J'ai cité l'exemple des dialogues auxquels a participé l'IRSN. Il est ressorti du débat public que les citoyens sont demandeurs d'informations précises et d'une expertise pluraliste. Il y a, dans la société, de nombreux ingénieurs, qui ne travaillent pas dans les organismes en relation avec le nucléaire mais qui s'intéressent à ces sujets, ont des connaissances scientifiques, sont capables de comprendre et de poser des questions pertinentes, telles que celles qu'avaient formulées des collectifs de citoyens à propos de la géothermie. Avec raison, ils étaient allés consulter les dossiers, y avaient trouvé des failles et avaient demandé des réponses.
Soit on ne répond pas à ces questions et l'on risque de créer une insatisfaction qui s'exprimera de manière politique ; soit on accepte de les considérer comme des questions « adultes », qui méritent réponse, auquel cas ce dialogue doit se dérouler dans un cadre reconnu. Certes, il n'y a pas nécessairement besoin d'une loi : nous avions répondu aux interrogations suscitées par les incidents qui s'étaient produits à La Hague il y a une vingtaine d'années sans qu'aucun texte législatif soit adopté à cette fin. Néanmoins, la loi pourrait utilement donner quelques indications sur la manière de procéder. L'IRSN est prêt à participer à un tel dialogue. S'agissant du projet Cigéo, des instances existent déjà, en particulier le CLIS du laboratoire de Bure.
Entre autres points, il conviendrait de trancher une question de droit : l'IRSN est-il autorisé à diffuser des dossiers établis par l'ANDRA ? Quelles limites se fixe-t-on en la matière ? Dans le cadre du débat public sur l'EPR, EDF avait dû signer une convention avec la CLI pour pouvoir lui remettre des dossiers comportant des informations confidentielles relatives à la sécurité. Le législateur pourrait encadrer cette forme de démocratie directe, en en fixant les grands principes. Cela apporterait de la sérénité au débat sur ces sujets sensibles, et qui vont le demeurer.

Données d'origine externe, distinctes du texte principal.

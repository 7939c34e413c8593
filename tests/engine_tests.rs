use rust_mention_bot::{
    db::{groups, users, Database},
    engine::*,
    entity::user,
    mention::{extract_candidate_names, MentionOutcome},
};

async fn engine() -> Engine {
    let db = Database::open_in_memory()
        .await
        .expect("in-memory database");
    Engine::new(db)
}

fn member(id: i64, handle: Option<&str>, first_name: &str) -> user::Model {
    user::Model {
        id,
        handle: handle.map(str::to_owned),
        first_name: first_name.to_owned(),
        last_name: None,
    }
}

fn alice() -> user::Model {
    member(1, Some("alice"), "Alice")
}

fn names(groups: &[rust_mention_bot::entity::mention_group::Model]) -> Vec<&str> {
    groups.iter().map(|g| g.name.as_str()).collect()
}

async fn group_id(engine: &Engine, name: &str, chat_id: i64) -> i64 {
    groups::get_group(engine.db().conn(), name, chat_id)
        .await
        .unwrap()
        .id
}

#[tokio::test]
async fn group_names_are_unique_per_chat() {
    let engine = engine().await;

    assert!(matches!(engine.create("team", 1).await, CreateOutcome::Created(_)));
    assert_eq!(engine.create("team", 1).await, CreateOutcome::AlreadyExists);
    assert_eq!(engine.create("Team", 1).await, CreateOutcome::AlreadyExists);
    assert!(matches!(engine.create("team", 2).await, CreateOutcome::Created(_)));
}

#[tokio::test]
async fn invalid_names_are_rejected() {
    let engine = engine().await;

    assert_eq!(engine.create("", 1).await, CreateOutcome::InvalidName);
    assert_eq!(engine.create("big_team", 1).await, CreateOutcome::InvalidName);
    assert_eq!(engine.create("a b", 1).await, CreateOutcome::InvalidName);
    assert!(engine.list_groups(1).await.unwrap().is_empty());
}

#[tokio::test]
async fn created_groups_can_be_mentioned_by_name() {
    let engine = engine().await;

    for name in ["ops", "on-call-2", "Qa"] {
        let CreateOutcome::Created(group) = engine.create(name, 7).await else {
            panic!("{name} was not created");
        };
        let found = extract_candidate_names(&format!("hey @{}, look", group.name));
        assert!(found.contains(&group.name), "{} not extracted", group.name);
    }
}

#[tokio::test]
async fn join_and_leave_are_idempotent() {
    let engine = engine().await;
    engine.create("team", 10).await;
    let team = group_id(&engine, "team", 10).await;
    let conn = engine.db().conn();

    assert!(matches!(engine.join("team", 10, alice()).await, JoinOutcome::Joined(_)));
    assert_eq!(engine.join("team", 10, alice()).await, JoinOutcome::AlreadyMember);
    assert_eq!(groups::count_members(conn, team).await.unwrap(), 1);

    assert!(matches!(engine.leave("team", 10, 1).await, LeaveOutcome::Left(_)));
    assert_eq!(engine.leave("team", 10, 1).await, LeaveOutcome::NotAMember);
    assert_eq!(groups::count_members(conn, team).await.unwrap(), 0);
}

#[tokio::test]
async fn unknown_groups_are_reported() {
    let engine = engine().await;
    engine.create("team", 10).await;

    assert_eq!(engine.join("nope", 10, alice()).await, JoinOutcome::GroupNotFound);
    assert_eq!(engine.leave("nope", 10, 1).await, LeaveOutcome::GroupNotFound);
    assert_eq!(engine.delete("nope", 10).await, DeleteOutcome::GroupNotFound);
    assert_eq!(engine.list_members("nope", 10).await, MembersOutcome::GroupNotFound);
    // same name, other chat
    assert_eq!(engine.join("team", 11, alice()).await, JoinOutcome::GroupNotFound);
}

#[tokio::test]
async fn interleaved_joins_create_one_membership() {
    let engine = engine().await;
    engine.create("team", 10).await;

    let (first, second) = tokio::join!(
        engine.join("team", 10, alice()),
        engine.join("team", 10, alice())
    );
    let joined = [&first, &second]
        .iter()
        .filter(|outcome| matches!(outcome, JoinOutcome::Joined(_)))
        .count();
    assert_eq!(joined, 1);
    assert!(first == JoinOutcome::AlreadyMember || second == JoinOutcome::AlreadyMember);

    let team = group_id(&engine, "team", 10).await;
    assert_eq!(groups::count_members(engine.db().conn(), team).await.unwrap(), 1);
}

#[tokio::test]
async fn joining_records_the_profile() {
    let engine = engine().await;
    engine.create("team", 10).await;
    engine.join("team", 10, alice()).await;

    let stored = users::get_user(engine.db().conn(), 1).await.unwrap();
    assert_eq!(stored, alice());
}

#[tokio::test]
async fn only_empty_groups_can_be_deleted() {
    let engine = engine().await;
    engine.create("team", 10).await;
    engine.join("team", 10, alice()).await;
    engine.join("team", 10, member(2, None, "Bob")).await;

    assert_eq!(engine.delete("team", 10).await, DeleteOutcome::HasMembers(2));
    assert!(groups::get_group(engine.db().conn(), "team", 10).await.is_ok());

    engine.leave("team", 10, 1).await;
    engine.leave("team", 10, 2).await;
    assert_eq!(engine.delete("team", 10).await, DeleteOutcome::Deleted);

    let err = groups::get_group(engine.db().conn(), "team", 10)
        .await
        .unwrap_err();
    assert!(err.is_not_found());
    assert_eq!(engine.delete("team", 10).await, DeleteOutcome::GroupNotFound);
}

#[tokio::test]
async fn listings_follow_membership() {
    let engine = engine().await;
    for name in ["a", "b", "c"] {
        engine.create(name, 10).await;
    }
    engine.create("a", 20).await;
    engine.join("a", 10, alice()).await;
    engine.join("a", 20, alice()).await;

    assert_eq!(names(&engine.list_groups(10).await.unwrap()), ["a", "b", "c"]);
    assert_eq!(names(&engine.list_user_groups(10, 1).await.unwrap()), ["a"]);
    assert_eq!(names(&engine.list_leavable(10, 1).await.unwrap()), ["a"]);
    assert_eq!(names(&engine.list_joinable(10, 1).await.unwrap()), ["b", "c"]);
    assert_eq!(names(&engine.list_joinable(10, 2).await.unwrap()), ["a", "b", "c"]);
    assert!(engine.list_user_groups(30, 1).await.unwrap().is_empty());
}

#[tokio::test]
async fn members_are_listed_in_join_order() {
    let engine = engine().await;
    engine.create("team", 10).await;
    engine.join("team", 10, member(5, None, "Eve")).await;
    engine.join("team", 10, alice()).await;

    let MembersOutcome::Members(group, members) = engine.list_members("team", 10).await else {
        panic!("team not found");
    };
    assert_eq!(group.name, "team");
    assert_eq!(members.iter().map(|m| m.id).collect::<Vec<_>>(), [5, 1]);
}

#[tokio::test]
async fn migration_moves_every_group() {
    let engine = engine().await;
    engine.create("a", 100).await;
    engine.create("b", 100).await;
    engine.create("a", 200).await;
    engine.join("a", 100, alice()).await;

    assert_eq!(engine.on_chat_migration(100, 9000).await, MigrationOutcome::Migrated(2));

    assert!(engine.list_groups(100).await.unwrap().is_empty());
    assert_eq!(names(&engine.list_groups(9000).await.unwrap()), ["a", "b"]);
    assert_eq!(names(&engine.list_groups(200).await.unwrap()), ["a"]);
    assert!(matches!(
        engine.mention_group("a", 9000).await,
        MentionOutcome::Formatted(_)
    ));
}

#[tokio::test]
async fn failed_migration_moves_nothing() {
    let engine = engine().await;
    engine.create("a", 100).await;
    engine.create("b", 100).await;
    // "b" already exists under the target id, so the move must abort as a whole
    engine.create("b", 9000).await;

    assert_eq!(engine.on_chat_migration(100, 9000).await, MigrationOutcome::Failed);

    assert_eq!(names(&engine.list_groups(100).await.unwrap()), ["a", "b"]);
    assert_eq!(names(&engine.list_groups(9000).await.unwrap()), ["b"]);
}

#[tokio::test]
async fn migrating_a_chat_without_groups() {
    let engine = engine().await;
    assert_eq!(engine.on_chat_migration(100, 9000).await, MigrationOutcome::Migrated(0));
}

#[tokio::test]
async fn users_are_enrolled_into_the_all_group() {
    let engine = engine().await;
    engine.observe_user(alice()).await.unwrap();

    assert_eq!(engine.enroll_in_all_group(10, 1).await, Ok(false));

    engine.create(ALL_GROUP, 10).await;
    assert_eq!(engine.enroll_in_all_group(10, 1).await, Ok(true));
    assert_eq!(engine.enroll_in_all_group(10, 1).await, Ok(false));
    assert_eq!(names(&engine.list_user_groups(10, 1).await.unwrap()), [ALL_GROUP]);
}

#[tokio::test]
async fn observing_a_user_overwrites_the_profile() {
    let engine = engine().await;
    engine.observe_user(alice()).await.unwrap();

    let renamed = user::Model {
        id: 1,
        handle: None,
        first_name: "Alicia".to_owned(),
        last_name: Some("Wong".to_owned()),
    };
    engine.observe_user(renamed.clone()).await.unwrap();

    let stored = users::get_user(engine.db().conn(), 1).await.unwrap();
    assert_eq!(stored, renamed);
}

#[tokio::test(flavor = "multi_thread", worker_threads = 4)]
async fn racing_joins_on_a_shared_pool_create_one_membership() {
    let dir = tempfile::tempdir().unwrap();
    let db = Database::new(&dir.path().join("race.sqlite")).await.unwrap();
    db.apply_migrations().await.unwrap();
    let engine = Engine::new(db);

    for round in 0..10 {
        let name = format!("team-{round}");
        assert!(matches!(engine.create(&name, 10).await, CreateOutcome::Created(_)));

        let handles: Vec<_> = (0..8)
            .map(|_| {
                let engine = engine.clone();
                let name = name.clone();
                tokio::spawn(async move { engine.join(&name, 10, alice()).await })
            })
            .collect();

        let (mut joined, mut already) = (0, 0);
        for handle in handles {
            match handle.await.unwrap() {
                JoinOutcome::Joined(_) => joined += 1,
                JoinOutcome::AlreadyMember => already += 1,
                other => panic!("round {round}: unexpected {other:?}"),
            }
        }
        assert_eq!((joined, already), (1, 7), "round {round}");

        let team = group_id(&engine, &name, 10).await;
        assert_eq!(groups::count_members(engine.db().conn(), team).await.unwrap(), 1);
    }
}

J'en viens à l'opportunité de réaliser un deuxième démonstrateur industriel à l'échelle 11 pour le stockage en subsurface. Il existe actuellement deux modèles possibles pour la gestion des déchets. L'un est le stockage géologique, pour lequel nous avons besoin d'une phase pilote. Une fois celle-ci terminée, les galeries ainsi réalisées seront, sous réserve de validation, intégrées à l'installation finale. Tel n'est pas le cas du laboratoire de Bure, qui ne sera pas, lui, relié au site de stockage. L'autre modèle est l'entreposage en surface, pour lequel nous disposons déjà d'un démonstrateur, à La Hague. Le stockage en subsurface – par exemple à vingt mètres sous le sol – n'apporterait rien, sinon des ennuis. En effet, le concept même d'entreposage repose sur la surveillance par l'homme : nous ne pouvons pas nous permettre d'oublier les déchets entreposés, ne serait-ce qu'en raison de l'érosion. Telle est d'ailleurs la principale difficulté de la démonstration de sûreté pour le stockage géologique : nous ne pouvons pas faire l'impasse sur le fait que, à long terme, peut-être, les hommes ne sauront plus ce que sont les déchets, ni quelles sont les technologies qui permettent de s'en occuper correctement. Il s'agit d'une question grave : si tel devait être le cas, non seulement nous léguerions le problème aux générations futures, mais nous dresserions sciemment un obstacle devant elles.